The first thing, is with so many database operations, it's possible that you are generating too much debugging. Make sure that under Debug Output settings in the administrator that the following settings are turned off.
Enable Robust Exception Information
Enable AJAX Debug Log Window
Request Debugging Output
The second thing I would do is look at those DB queries and make sure they are optimized. Make sure selects are happening with indicies, etc.
The third thing I would suspect is that the file hanging out in memory is probably suboptimal.
I would try looping through the file using file looping:
<cfloop file="#VARIABLES.filePath#" index="VARIABLES.line">
<!--- Code to go here --->
</cfloop>
Have you tried an event gateway? I believe those threads are not subject to the same timeout settings as page request threads.

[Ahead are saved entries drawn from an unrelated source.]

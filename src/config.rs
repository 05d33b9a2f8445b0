use std::time::Duration;

use url::Url;

use crate::error::Error;

/// Runtime toggles for the optional request policies.
#[derive(Debug, Clone, Copy, PartialEq, Eq)]
pub struct FeatureFlags {
    /// Throttle the `/health` poll.
    pub health_polling_v2: bool,
    /// Hold auth-protected requests while the session bootstraps.
    pub auth_readiness_guard: bool,
    /// Send `/auth/me` with no-store headers and a cache-busting query.
    pub auth_nostore: bool,
    /// Collect the rolling request metrics window.
    pub api_debug_metrics: bool,
}

impl Default for FeatureFlags {
    fn default() -> Self {
        Self {
            health_polling_v2: true,
            auth_readiness_guard: true,
            auth_nostore: true,
            api_debug_metrics: false,
        }
    }
}

impl FeatureFlags {
    /// Read `FEATURE_*` variables, keeping defaults for unset ones.
    #[must_use]
    pub fn from_env() -> Self {
        let defaults = Self::default();
        Self {
            health_polling_v2: env_flag("FEATURE_HEALTH_POLLING_V2", defaults.health_polling_v2),
            auth_readiness_guard: env_flag(
                "FEATURE_AUTH_READINESS_GUARD",
                defaults.auth_readiness_guard,
            ),
            auth_nostore: env_flag("FEATURE_AUTH_NOSTORE", defaults.auth_nostore),
            api_debug_metrics: env_flag("FEATURE_API_DEBUG_METRICS", defaults.api_debug_metrics),
        }
    }
}

/// `"true"` and `"1"` are true, any other value is false, unset is `fallback`.
#[must_use]
pub fn parse_flag(value: Option<&str>, fallback: bool) -> bool {
    match value {
        None => fallback,
        Some(v) => v == "true" || v == "1",
    }
}

fn env_flag(name: &str, fallback: bool) -> bool {
    parse_flag(std::env::var(name).ok().as_deref(), fallback)
}

/// Client-side route layout shared by the session controller and the routing guard.
#[derive(Debug, Clone, PartialEq, Eq)]
#[non_exhaustive]
pub struct RouteConfig {
    pub(crate) protected_segments: Vec<String>,
    pub(crate) locales: Vec<String>,
    pub(crate) default_locale: String,
    pub(crate) login_path: String,
    pub(crate) landing_path: String,
    pub(crate) refresh_cookie_name: String,
    pub(crate) hint_cookie_name: String,
}

impl Default for RouteConfig {
    fn default() -> Self {
        Self {
            protected_segments: ["/dashboard", "/profile", "/learn", "/enroll", "/verify-email"]
                .into_iter()
                .map(String::from)
                .collect(),
            locales: vec!["en".into(), "ar".into()],
            default_locale: "en".into(),
            login_path: "/login".into(),
            landing_path: "/dashboard".into(),
            refresh_cookie_name: "refreshToken".into(),
            hint_cookie_name: "isLoggedIn".into(),
        }
    }
}

impl RouteConfig {
    #[must_use]
    pub fn with_protected_segments(mut self, segments: Vec<String>) -> Self {
        self.protected_segments = segments;
        self
    }

    /// The first entry is not implied to be the default; see [`with_default_locale`](Self::with_default_locale).
    #[must_use]
    pub fn with_locales(mut self, locales: Vec<String>) -> Self {
        self.locales = locales;
        self
    }

    #[must_use]
    pub fn with_default_locale(mut self, locale: impl Into<String>) -> Self {
        self.default_locale = locale.into();
        self
    }

    #[must_use]
    pub fn with_login_path(mut self, path: impl Into<String>) -> Self {
        self.login_path = path.into();
        self
    }

    #[must_use]
    pub fn with_landing_path(mut self, path: impl Into<String>) -> Self {
        self.landing_path = path.into();
        self
    }

    #[must_use]
    pub fn with_refresh_cookie_name(mut self, name: impl Into<String>) -> Self {
        self.refresh_cookie_name = name.into();
        self
    }

    #[must_use]
    pub fn with_hint_cookie_name(mut self, name: impl Into<String>) -> Self {
        self.hint_cookie_name = name.into();
        self
    }

    #[must_use]
    pub fn protected_segments(&self) -> &[String] {
        &self.protected_segments
    }

    #[must_use]
    pub fn locales(&self) -> &[String] {
        &self.locales
    }

    #[must_use]
    pub fn default_locale(&self) -> &str {
        &self.default_locale
    }

    #[must_use]
    pub fn login_path(&self) -> &str {
        &self.login_path
    }

    #[must_use]
    pub fn landing_path(&self) -> &str {
        &self.landing_path
    }

    #[must_use]
    pub fn refresh_cookie_name(&self) -> &str {
        &self.refresh_cookie_name
    }

    #[must_use]
    pub fn hint_cookie_name(&self) -> &str {
        &self.hint_cookie_name
    }
}

/// API client configuration.
///
/// The base URL is the only required field. Override the rest with `with_*`.
#[derive(Debug, Clone)]
#[non_exhaustive]
pub struct ClientConfig {
    pub(crate) base_url: Url,
    pub(crate) request_timeout: Duration,
    pub(crate) refresh_cooldown: Duration,
    pub(crate) ready_timeout: Duration,
    pub(crate) health_min_interval: Duration,
    pub(crate) flags: FeatureFlags,
    pub(crate) routes: RouteConfig,
}

impl ClientConfig {
    #[must_use]
    pub fn new(base_url: Url) -> Self {
        Self {
            base_url,
            request_timeout: Duration::from_secs(30),
            refresh_cooldown: Duration::from_secs(30),
            ready_timeout: Duration::from_millis(5_000),
            health_min_interval: Duration::from_secs(30),
            flags: FeatureFlags::default(),
            routes: RouteConfig::default(),
        }
    }

    /// Create config from environment variables.
    ///
    /// # Required env vars
    /// - `STUDENT_API_BASE_URL`: API base URL
    ///
    /// # Optional env vars
    /// - `STUDENT_API_TIMEOUT_SECS`: per-request timeout (default 30)
    /// - `STUDENT_REFRESH_COOLDOWN_SECS`: pause after a failed refresh (default 30)
    /// - `STUDENT_AUTH_READY_TIMEOUT_MS`: readiness gate bound (default 5000)
    /// - `STUDENT_HEALTH_MIN_INTERVAL_SECS`: health poll window (default 30)
    /// - `FEATURE_*`: see [`FeatureFlags::from_env`]
    ///
    /// # Errors
    ///
    /// Returns [`Error::Config`] if the base URL is missing or a value does not parse.
    pub fn from_env() -> Result<Self, Error> {
        let base = std::env::var("STUDENT_API_BASE_URL")
            .map_err(|_| Error::Config("STUDENT_API_BASE_URL is required".into()))?;
        let base_url: Url = base
            .parse()
            .map_err(|e| Error::Config(format!("STUDENT_API_BASE_URL: {e}")))?;

        let mut config = Self::new(base_url).with_flags(FeatureFlags::from_env());

        if let Some(secs) = env_u64("STUDENT_API_TIMEOUT_SECS")? {
            config = config.with_request_timeout(Duration::from_secs(secs));
        }
        if let Some(secs) = env_u64("STUDENT_REFRESH_COOLDOWN_SECS")? {
            config = config.with_refresh_cooldown(Duration::from_secs(secs));
        }
        if let Some(ms) = env_u64("STUDENT_AUTH_READY_TIMEOUT_MS")? {
            config = config.with_ready_timeout(Duration::from_millis(ms));
        }
        if let Some(secs) = env_u64("STUDENT_HEALTH_MIN_INTERVAL_SECS")? {
            config = config.with_health_min_interval(Duration::from_secs(secs));
        }

        Ok(config)
    }

    #[must_use]
    pub fn with_request_timeout(mut self, timeout: Duration) -> Self {
        self.request_timeout = timeout;
        self
    }

    #[must_use]
    pub fn with_refresh_cooldown(mut self, cooldown: Duration) -> Self {
        self.refresh_cooldown = cooldown;
        self
    }

    #[must_use]
    pub fn with_ready_timeout(mut self, timeout: Duration) -> Self {
        self.ready_timeout = timeout;
        self
    }

    #[must_use]
    pub fn with_health_min_interval(mut self, interval: Duration) -> Self {
        self.health_min_interval = interval;
        self
    }

    #[must_use]
    pub fn with_flags(mut self, flags: FeatureFlags) -> Self {
        self.flags = flags;
        self
    }

    #[must_use]
    pub fn with_routes(mut self, routes: RouteConfig) -> Self {
        self.routes = routes;
        self
    }

    #[must_use]
    pub fn base_url(&self) -> &Url {
        &self.base_url
    }

    #[must_use]
    pub fn flags(&self) -> FeatureFlags {
        self.flags
    }

    #[must_use]
    pub fn routes(&self) -> &RouteConfig {
        &self.routes
    }

    #[must_use]
    pub fn refresh_cooldown(&self) -> Duration {
        self.refresh_cooldown
    }

    #[must_use]
    pub fn ready_timeout(&self) -> Duration {
        self.ready_timeout
    }

    /// Join an API path onto the base URL, keeping any base path prefix.
    ///
    /// # Errors
    ///
    /// Returns [`Error::Config`] if the result is not a valid URL.
    pub fn endpoint(&self, path: &str) -> Result<Url, Error> {
        let base = self.base_url.as_str().trim_end_matches('/');
        let path = path.trim_start_matches('/');
        format!("{base}/{path}")
            .parse()
            .map_err(|e| Error::Config(format!("invalid endpoint {path:?}: {e}")))
    }
}

fn env_u64(name: &str) -> Result<Option<u64>, Error> {
    match std::env::var(name) {
        Ok(v) => v
            .trim()
            .parse()
            .map(Some)
            .map_err(|e| Error::Config(format!("{name}: {e}"))),
        Err(_) => Ok(None),
    }
}
//! Client route helpers: locale prefixes, protected segments, login redirects.

use crate::config::RouteConfig;

/// Marker appended to the login URL when a session ran out.
pub const SESSION_EXPIRED_REASON: &str = "session_expired";

/// Locale prefix of `path`, if it is one of the configured locales.
#[must_use]
pub fn locale_of<'a>(routes: &'a RouteConfig, path: &str) -> Option<&'a str> {
    routes
        .locales
        .iter()
        .find(|l| {
            path.strip_prefix('/')
                .and_then(|rest| rest.strip_prefix(l.as_str()))
                .is_some_and(|rest| rest.is_empty() || rest.starts_with('/'))
        })
        .map(String::as_str)
}

/// `path` without its locale prefix; `/` if nothing remains.
#[must_use]
pub fn strip_locale<'p>(routes: &RouteConfig, path: &'p str) -> &'p str {
    match locale_of(routes, path) {
        Some(locale) => {
            let rest = &path[locale.len() + 1..];
            if rest.is_empty() { "/" } else { rest }
        }
        None => path,
    }
}

/// Protected pages require a live session.
#[must_use]
pub fn is_protected_path(routes: &RouteConfig, path: &str) -> bool {
    let path = strip_locale(routes, path);
    routes.protected_segments.iter().any(|segment| {
        path.strip_prefix(segment.as_str())
            .is_some_and(|rest| rest.is_empty() || rest.starts_with('/') || rest.starts_with('?'))
    })
}

/// Static assets (anything whose last segment has an extension).
#[must_use]
pub fn is_public_file(path: &str) -> bool {
    path.rsplit('/').next().is_some_and(|last| last.contains('.'))
}

/// Login URL that returns the user to `path` after signing in.
///
/// Keeps the locale of `path` (default locale otherwise). An empty target
/// after locale stripping falls back to the landing page.
#[must_use]
pub fn login_redirect_url(routes: &RouteConfig, path: &str, reason: Option<&str>) -> String {
    let locale = locale_of(routes, path).unwrap_or(routes.default_locale.as_str());
    let target = match strip_locale(routes, path) {
        "/" => routes.landing_path.as_str(),
        other => other,
    };
    let mut url = format!("/{locale}{}?", routes.login_path);
    if let Some(reason) = reason {
        url.push_str("reason=");
        url.push_str(&urlencoding::encode(reason));
        url.push('&');
    }
    url.push_str("redirect=");
    url.push_str(&urlencoding::encode(target));
    url
}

SQL Server Integration Services (SSIS) is the recommended tool for complex ETL (Extract, Transform, and Load) work, which is what this sounds like. (It can be configured to access files on other servers.) The question might be, can you work up an interface between Cold Fusion and SSIS?
If you can upgrade to cf8 and take advantage of cfloop file="" which would give you greater speed and the file would not be put in memory (which is probably the cause of the crashing).
Depending on the situation you are encountering you could also use cfthread to speed up processing.
Currently, an event gateway is the only way to get around the timeout limits of an HTTP request cycle. CF does not have a way to process CF pages offline, that is, there is no command-line invocation (one of my biggest gripes about CF - very little offling processing).
Your best bet is to use an Event Gateway or rewrite your parsing logic in straight Java.
I had to do the same thing, Ben Nadel has written a bunch of great articles uses java file io, to allow you to more speedily read files, write files etc...
Really helped improve the performance of our csv importing application.